Salesforce Cuts 4,000 Support Jobs as AI Takes the Lead
4000
Salesforce CEO Marc Benioff has cut 4,000 customer service jobs, shrinking the team from 9,000 to 5,000 as AI now handles about 50% of support interactions and has reduced costs by 17% since early 2025. Microsoft has laid off 9,000 more staff this year, bringing its 2025 total to 15,000, while Klarna’s AI already does the work of 700 people. Altogether, over 64,000 tech jobs have been cut in 2025 as companies automate sales and support with AI.
85%
A new Skillsoft survey of 1,000 HR and learning leaders found only 1 in 10 are fully confident their workforce has the right skills for the next 1–2 years, even though 85% have talent development systems and just 6% call them “outstanding.” The biggest gaps are in leadership, AI and tech skills, with only 1 in 5 saying their training aligns with company goals.

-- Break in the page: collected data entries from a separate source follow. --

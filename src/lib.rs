use axum::Router;
use config::Config;
use sqlx::PgPool;
use tower::ServiceBuilder;
use tower_http::{cors::CorsLayer, trace::TraceLayer};

pub mod config;
pub mod error;
pub mod middleware;
pub mod routes;
pub mod utils;

#[derive(Clone)]
pub struct AppState {
    pub pool: PgPool,
    pub config: Config,
}

/// 组装完整的应用路由，main 和集成测试共用
pub fn app(state: AppState) -> Router {
    let router = Router::new()
        .merge(routes::public_routes())
        .merge(routes::protected_routes(state.clone()))
        .fallback(routes::not_found)
        .layer(
            ServiceBuilder::new()
                .layer(TraceLayer::new_for_http())
                .layer(axum::middleware::from_fn(middleware::log_errors)),
        )
        .layer(cors_layer(&state.config));

    router.with_state(state)
}

#[cfg(debug_assertions)]
fn cors_layer(_config: &Config) -> CorsLayer {
    tracing::debug!("Adding permissive CORS layer for development mode");
    CorsLayer::permissive()
}

#[cfg(not(debug_assertions))]
fn cors_layer(config: &Config) -> CorsLayer {
    use axum::http::{HeaderValue, Method, header};

    let layer = CorsLayer::new()
        .allow_methods([
            Method::GET,
            Method::POST,
            Method::PUT,
            Method::PATCH,
            Method::DELETE,
            Method::OPTIONS,
        ])
        .allow_headers([header::CONTENT_TYPE, header::AUTHORIZATION])
        .allow_credentials(true);

    match HeaderValue::from_str(&config.cors_origin) {
        Ok(origin) => layer.allow_origin(origin),
        Err(_) => {
            tracing::warn!(
                "Invalid CORS_ORIGIN {:?}, cross-origin requests disabled",
                config.cors_origin
            );
            layer
        }
    }
}
use serde::{Deserialize, Serialize};
use sqlx::{FromRow, PgPool};

use crate::utils::non_blank;

#[derive(Debug, Clone, Serialize, Deserialize, FromRow)]
#[serde(rename_all = "camelCase")]
pub struct Location {
    pub id: i32,
    pub first_line: String,
    pub city: String,
    pub postcode: String,
}

#[derive(Debug, Default, Deserialize)]
#[serde(rename_all = "camelCase")]
pub struct CreateLocationRequest {
    pub first_line: Option<String>,
    pub city: Option<String>,
    pub postcode: Option<String>,
}

#[derive(Debug, PartialEq)]
pub struct NewLocation {
    pub first_line: String,
    pub city: String,
    pub postcode: String,
}

impl CreateLocationRequest {
    /// 所有缺失字段一次性报出
    pub fn validate(self) -> Result<NewLocation, Vec<&'static str>> {
        let first_line = non_blank(self.first_line);
        let city = non_blank(self.city);
        let postcode = non_blank(self.postcode);

        match (first_line, city, postcode) {
            (Some(first_line), Some(city), Some(postcode)) => Ok(NewLocation {
                first_line,
                city,
                postcode,
            }),
            (first_line, city, postcode) => {
                let mut errors = Vec::new();
                if first_line.is_none() {
                    errors.push("First line is required");
                }
                if city.is_none() {
                    errors.push("City is required");
                }
                if postcode.is_none() {
                    errors.push("Postcode is required");
                }
                Err(errors)
            }
        }
    }
}

const LOCATION_COLUMNS: &str = "id, first_line, city, postcode";

impl Location {
    pub async fn create(pool: &PgPool, new: &NewLocation) -> Result<Self, sqlx::Error> {
        sqlx::query_as::<_, Location>(&format!(
            r#"
            INSERT INTO addresses (first_line, city, postcode)
            VALUES ($1, $2, $3)
            RETURNING {LOCATION_COLUMNS}
            "#
        ))
        .bind(&new.first_line)
        .bind(&new.city)
        .bind(&new.postcode)
        .fetch_one(pool)
        .await
    }

    pub async fn find_by_id(pool: &PgPool, id: i32) -> Result<Option<Self>, sqlx::Error> {
        sqlx::query_as::<_, Location>(&format!(
            "SELECT {LOCATION_COLUMNS} FROM addresses WHERE id = $1"
        ))
        .bind(id)
        .fetch_optional(pool)
        .await
    }

    pub async fn list(pool: &PgPool) -> Result<Vec<Self>, sqlx::Error> {
        sqlx::query_as::<_, Location>(&format!(
            "SELECT {LOCATION_COLUMNS} FROM addresses ORDER BY id"
        ))
        .fetch_all(pool)
        .await
    }
}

Despite the need, only 12% of the world’s largest companies have a change goal focused on people and just 3% invest directly in skills.
12%
A Federal Reserve Bank of New York survey found AI use jumped from 25% to 40% of service firms (and from 16% to 26% of manufacturers) in a year, with nearly half expecting to use AI in the next six months. Layoffs tied to AI are still rare—just 1% of service firms cut jobs this year versus 10% last year—but about 12% have already reduced hiring and nearly 25% plan to do so soon, especially for college-degree roles. At the same time, firms are retraining staff—over a third of service firms and 14% of manufacturers now, and nearly half plan to retrain workers in the coming months.
94%
A ComPsych report shows mental health leave days surged 300% — from 2% of employees in 2019 to 8% in 2024 — while overall leaves of absence rose 30% in the same period. Demand for support is high: 77% of workers see mental health benefits as essential, and 94% of large U.S. employers have expanded mental health coverage in the past three years. Employees who use assistance programs return to work about six days sooner, while those who don’t take mental health services have leave periods 12% longer.
$3.3B
Oracle projected massive cloud growth despite missing earnings ($1.47 vs. $1.48 expected) and revenue ($14.93B vs. $15.04B). Remaining performance obligations soared 359% to $455B, and cloud infrastructure revenue grew 55% to $3.3B last quarter, with Oracle forecasting $18B in 2026 (up 77% from 2025) and $144B by 2030. The company also struck major deals with Google and OpenAI, bringing GPT-5 and Gemini AI to its cloud.